→ WORK ORDER
The expected output is exactly the lines below, starting at the line with "use crate::history::GameHistory;" and ending at the line with "is currently focused", both included; no other line belongs in it.

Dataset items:
§ §

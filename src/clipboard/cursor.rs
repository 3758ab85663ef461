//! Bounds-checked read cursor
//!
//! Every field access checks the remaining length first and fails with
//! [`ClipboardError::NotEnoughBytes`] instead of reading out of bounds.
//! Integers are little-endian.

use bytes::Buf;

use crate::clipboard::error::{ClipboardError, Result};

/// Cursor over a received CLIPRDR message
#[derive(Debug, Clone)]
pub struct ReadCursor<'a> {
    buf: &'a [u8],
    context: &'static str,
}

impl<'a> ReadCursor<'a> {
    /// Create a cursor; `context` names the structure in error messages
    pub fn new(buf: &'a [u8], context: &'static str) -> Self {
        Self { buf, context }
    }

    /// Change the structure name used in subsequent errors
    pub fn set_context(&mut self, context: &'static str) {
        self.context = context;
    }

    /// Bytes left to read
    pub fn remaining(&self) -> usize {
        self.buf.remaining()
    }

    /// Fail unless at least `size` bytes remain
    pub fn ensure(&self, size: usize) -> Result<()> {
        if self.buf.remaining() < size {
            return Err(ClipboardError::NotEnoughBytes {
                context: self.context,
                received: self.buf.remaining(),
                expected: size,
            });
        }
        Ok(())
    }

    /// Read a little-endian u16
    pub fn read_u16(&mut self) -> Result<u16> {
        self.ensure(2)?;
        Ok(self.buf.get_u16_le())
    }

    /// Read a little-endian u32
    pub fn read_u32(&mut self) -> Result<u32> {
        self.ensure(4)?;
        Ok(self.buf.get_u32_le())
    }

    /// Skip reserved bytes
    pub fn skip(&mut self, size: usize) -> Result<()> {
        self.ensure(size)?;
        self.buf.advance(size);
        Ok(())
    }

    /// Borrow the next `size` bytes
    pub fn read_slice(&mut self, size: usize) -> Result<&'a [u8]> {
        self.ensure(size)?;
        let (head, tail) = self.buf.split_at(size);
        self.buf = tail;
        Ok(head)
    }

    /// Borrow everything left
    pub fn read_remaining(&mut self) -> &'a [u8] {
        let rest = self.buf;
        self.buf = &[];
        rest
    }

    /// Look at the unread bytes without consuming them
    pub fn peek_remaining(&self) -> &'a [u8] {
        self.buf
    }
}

§ §

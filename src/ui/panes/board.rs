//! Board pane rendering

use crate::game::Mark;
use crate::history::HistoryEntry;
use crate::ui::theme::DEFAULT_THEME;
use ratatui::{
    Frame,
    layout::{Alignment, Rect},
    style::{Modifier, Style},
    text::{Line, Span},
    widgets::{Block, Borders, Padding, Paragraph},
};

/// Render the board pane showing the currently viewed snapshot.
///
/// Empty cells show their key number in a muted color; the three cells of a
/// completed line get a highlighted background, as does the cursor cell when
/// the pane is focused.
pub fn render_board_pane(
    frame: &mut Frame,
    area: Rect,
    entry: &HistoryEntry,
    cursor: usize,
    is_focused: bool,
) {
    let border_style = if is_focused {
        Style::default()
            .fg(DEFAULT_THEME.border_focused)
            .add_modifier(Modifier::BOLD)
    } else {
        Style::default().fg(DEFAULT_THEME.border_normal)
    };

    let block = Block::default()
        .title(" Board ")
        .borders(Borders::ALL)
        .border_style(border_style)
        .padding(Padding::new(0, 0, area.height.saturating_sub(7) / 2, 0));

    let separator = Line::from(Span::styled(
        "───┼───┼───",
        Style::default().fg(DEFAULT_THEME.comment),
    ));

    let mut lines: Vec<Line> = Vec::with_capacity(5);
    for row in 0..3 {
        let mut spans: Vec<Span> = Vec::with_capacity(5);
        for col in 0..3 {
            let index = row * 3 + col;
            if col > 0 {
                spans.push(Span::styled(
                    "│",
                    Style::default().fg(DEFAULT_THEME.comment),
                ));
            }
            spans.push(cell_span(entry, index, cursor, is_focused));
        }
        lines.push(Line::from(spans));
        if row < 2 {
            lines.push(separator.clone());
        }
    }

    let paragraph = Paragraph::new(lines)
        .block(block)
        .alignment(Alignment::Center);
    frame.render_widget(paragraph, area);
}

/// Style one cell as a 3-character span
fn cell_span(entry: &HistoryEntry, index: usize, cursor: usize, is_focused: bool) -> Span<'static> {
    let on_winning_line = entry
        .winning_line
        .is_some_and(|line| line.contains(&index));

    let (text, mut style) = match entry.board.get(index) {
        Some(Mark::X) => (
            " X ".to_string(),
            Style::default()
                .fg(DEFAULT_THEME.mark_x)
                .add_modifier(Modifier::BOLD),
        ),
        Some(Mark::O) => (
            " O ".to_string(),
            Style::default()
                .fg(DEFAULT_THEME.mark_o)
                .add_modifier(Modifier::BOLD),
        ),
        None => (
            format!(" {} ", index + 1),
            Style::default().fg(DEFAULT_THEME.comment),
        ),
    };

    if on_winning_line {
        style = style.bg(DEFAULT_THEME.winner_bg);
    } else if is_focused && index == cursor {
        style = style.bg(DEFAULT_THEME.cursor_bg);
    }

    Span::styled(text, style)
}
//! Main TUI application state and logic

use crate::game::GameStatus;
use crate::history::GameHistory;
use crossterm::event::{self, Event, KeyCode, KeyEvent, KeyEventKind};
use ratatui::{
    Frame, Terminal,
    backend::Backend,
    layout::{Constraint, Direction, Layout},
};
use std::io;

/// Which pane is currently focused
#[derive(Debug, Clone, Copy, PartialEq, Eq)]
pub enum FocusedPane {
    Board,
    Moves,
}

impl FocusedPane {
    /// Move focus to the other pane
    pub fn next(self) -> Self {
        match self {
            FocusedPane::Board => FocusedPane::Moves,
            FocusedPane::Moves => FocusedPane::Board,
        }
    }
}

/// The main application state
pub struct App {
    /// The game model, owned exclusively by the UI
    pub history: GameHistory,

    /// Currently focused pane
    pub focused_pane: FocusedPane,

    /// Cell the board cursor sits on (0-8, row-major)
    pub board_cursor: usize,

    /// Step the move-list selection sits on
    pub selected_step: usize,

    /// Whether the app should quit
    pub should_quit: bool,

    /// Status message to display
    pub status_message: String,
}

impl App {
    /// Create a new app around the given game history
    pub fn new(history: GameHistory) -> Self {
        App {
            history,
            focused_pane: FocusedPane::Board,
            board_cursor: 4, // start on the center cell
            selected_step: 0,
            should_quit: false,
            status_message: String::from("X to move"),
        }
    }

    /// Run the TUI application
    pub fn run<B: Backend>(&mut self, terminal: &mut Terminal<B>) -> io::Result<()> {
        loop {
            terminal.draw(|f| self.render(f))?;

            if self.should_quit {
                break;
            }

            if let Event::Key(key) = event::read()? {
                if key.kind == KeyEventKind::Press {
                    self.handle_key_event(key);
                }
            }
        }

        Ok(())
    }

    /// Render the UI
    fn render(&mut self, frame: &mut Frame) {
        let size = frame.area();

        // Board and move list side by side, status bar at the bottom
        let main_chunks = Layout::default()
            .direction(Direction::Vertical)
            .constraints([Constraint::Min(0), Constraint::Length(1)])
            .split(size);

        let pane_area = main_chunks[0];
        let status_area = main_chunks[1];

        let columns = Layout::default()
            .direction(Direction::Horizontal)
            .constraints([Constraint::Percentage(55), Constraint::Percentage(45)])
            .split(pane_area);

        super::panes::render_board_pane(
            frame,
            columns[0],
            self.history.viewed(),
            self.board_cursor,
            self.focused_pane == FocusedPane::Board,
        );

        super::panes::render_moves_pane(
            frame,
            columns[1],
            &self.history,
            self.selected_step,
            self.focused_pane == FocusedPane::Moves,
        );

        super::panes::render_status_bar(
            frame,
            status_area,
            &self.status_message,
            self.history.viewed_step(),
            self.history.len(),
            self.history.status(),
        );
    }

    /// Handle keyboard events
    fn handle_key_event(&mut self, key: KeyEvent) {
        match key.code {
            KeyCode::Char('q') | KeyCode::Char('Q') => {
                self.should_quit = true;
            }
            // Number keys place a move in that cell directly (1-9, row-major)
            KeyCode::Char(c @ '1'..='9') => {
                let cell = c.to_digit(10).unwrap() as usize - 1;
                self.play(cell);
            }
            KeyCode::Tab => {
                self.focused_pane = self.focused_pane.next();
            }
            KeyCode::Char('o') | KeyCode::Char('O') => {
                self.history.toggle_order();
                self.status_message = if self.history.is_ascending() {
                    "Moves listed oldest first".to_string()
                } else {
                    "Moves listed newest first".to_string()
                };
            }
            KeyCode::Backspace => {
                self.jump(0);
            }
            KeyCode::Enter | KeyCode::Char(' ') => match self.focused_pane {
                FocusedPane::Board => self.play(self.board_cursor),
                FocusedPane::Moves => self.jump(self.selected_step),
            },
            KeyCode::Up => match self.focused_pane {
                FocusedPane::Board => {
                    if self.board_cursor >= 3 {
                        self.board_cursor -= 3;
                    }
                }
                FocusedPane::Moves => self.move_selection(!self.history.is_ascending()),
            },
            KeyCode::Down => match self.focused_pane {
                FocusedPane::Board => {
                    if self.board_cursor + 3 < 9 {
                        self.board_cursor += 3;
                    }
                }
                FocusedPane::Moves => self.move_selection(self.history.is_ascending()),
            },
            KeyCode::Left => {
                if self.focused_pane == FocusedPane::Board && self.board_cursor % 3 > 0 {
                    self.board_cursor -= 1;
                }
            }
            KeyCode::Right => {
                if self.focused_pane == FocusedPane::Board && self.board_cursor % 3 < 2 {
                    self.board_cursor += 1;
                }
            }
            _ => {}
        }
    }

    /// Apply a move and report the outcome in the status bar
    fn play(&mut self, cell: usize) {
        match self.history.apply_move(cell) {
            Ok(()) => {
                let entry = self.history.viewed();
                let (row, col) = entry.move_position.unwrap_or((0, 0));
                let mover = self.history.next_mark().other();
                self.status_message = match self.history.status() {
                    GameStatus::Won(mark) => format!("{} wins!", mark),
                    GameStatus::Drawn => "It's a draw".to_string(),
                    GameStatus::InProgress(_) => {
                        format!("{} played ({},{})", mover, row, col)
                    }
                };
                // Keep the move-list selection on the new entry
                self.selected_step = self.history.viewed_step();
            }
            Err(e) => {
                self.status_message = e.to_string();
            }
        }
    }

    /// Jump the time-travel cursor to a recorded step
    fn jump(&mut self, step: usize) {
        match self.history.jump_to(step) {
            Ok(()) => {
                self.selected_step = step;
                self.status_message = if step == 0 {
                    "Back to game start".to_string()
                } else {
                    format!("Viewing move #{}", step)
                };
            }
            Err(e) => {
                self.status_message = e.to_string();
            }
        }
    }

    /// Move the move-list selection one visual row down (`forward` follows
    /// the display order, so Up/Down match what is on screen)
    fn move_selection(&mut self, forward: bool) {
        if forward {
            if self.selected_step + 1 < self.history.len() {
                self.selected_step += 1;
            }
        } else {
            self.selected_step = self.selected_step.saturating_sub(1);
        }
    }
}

§ §

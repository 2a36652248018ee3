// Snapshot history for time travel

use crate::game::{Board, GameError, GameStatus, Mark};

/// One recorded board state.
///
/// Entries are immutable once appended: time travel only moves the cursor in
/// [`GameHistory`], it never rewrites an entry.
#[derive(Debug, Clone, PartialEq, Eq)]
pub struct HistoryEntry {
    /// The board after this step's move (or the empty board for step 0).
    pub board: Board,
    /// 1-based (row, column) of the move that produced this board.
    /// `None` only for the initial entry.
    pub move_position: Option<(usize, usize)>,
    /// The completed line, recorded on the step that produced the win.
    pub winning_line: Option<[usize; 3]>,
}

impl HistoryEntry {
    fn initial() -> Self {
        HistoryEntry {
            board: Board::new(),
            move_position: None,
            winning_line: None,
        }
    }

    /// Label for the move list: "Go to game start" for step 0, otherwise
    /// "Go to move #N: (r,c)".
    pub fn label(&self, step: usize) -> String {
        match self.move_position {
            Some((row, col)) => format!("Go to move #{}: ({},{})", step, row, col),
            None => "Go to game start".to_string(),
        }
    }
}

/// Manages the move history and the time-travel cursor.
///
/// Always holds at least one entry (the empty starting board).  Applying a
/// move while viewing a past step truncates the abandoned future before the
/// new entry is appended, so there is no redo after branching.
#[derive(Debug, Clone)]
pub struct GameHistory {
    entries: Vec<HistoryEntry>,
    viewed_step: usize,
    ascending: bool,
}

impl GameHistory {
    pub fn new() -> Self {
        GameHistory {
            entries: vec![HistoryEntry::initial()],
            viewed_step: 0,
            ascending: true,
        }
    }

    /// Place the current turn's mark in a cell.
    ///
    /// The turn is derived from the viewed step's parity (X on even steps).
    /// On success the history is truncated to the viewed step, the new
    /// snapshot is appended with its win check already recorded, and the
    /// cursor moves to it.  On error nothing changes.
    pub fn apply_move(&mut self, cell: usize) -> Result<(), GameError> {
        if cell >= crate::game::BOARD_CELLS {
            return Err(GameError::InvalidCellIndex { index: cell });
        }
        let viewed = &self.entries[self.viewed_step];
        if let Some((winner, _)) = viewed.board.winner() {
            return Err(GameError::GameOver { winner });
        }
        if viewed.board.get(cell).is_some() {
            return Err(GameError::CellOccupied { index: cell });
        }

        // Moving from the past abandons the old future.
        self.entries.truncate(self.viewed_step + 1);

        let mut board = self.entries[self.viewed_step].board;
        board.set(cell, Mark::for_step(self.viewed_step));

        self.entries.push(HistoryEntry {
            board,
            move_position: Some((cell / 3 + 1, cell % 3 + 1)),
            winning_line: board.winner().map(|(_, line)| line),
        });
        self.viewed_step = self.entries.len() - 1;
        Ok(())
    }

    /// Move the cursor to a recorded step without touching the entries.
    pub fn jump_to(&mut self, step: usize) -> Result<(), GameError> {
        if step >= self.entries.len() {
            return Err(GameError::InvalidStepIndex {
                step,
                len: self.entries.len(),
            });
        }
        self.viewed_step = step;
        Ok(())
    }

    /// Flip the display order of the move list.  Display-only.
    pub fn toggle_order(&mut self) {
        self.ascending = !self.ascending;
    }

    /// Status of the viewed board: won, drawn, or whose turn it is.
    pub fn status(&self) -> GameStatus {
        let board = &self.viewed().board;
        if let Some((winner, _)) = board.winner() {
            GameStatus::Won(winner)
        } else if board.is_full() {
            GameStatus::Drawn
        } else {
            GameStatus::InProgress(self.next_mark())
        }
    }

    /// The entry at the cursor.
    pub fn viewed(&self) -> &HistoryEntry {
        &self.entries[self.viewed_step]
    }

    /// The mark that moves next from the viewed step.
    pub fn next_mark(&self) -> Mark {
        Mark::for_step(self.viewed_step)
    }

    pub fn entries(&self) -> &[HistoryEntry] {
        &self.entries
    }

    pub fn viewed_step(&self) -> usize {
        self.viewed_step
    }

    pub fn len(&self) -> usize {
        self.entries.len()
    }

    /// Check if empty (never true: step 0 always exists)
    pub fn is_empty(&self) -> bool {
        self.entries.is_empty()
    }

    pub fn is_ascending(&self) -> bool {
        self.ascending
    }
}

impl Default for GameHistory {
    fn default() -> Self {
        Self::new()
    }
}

§ §

→ RESPONSE TO THIS EXERCISE
use crate::history::GameHistory;
use crossterm::event::{self, Event, KeyCode, KeyEvent, KeyEventKind};
use ratatui::{
    Frame, Terminal,
    backend::Backend,
    layout::{Constraint, Direction, Layout},
};
use std::io;

/// Which pane is currently focused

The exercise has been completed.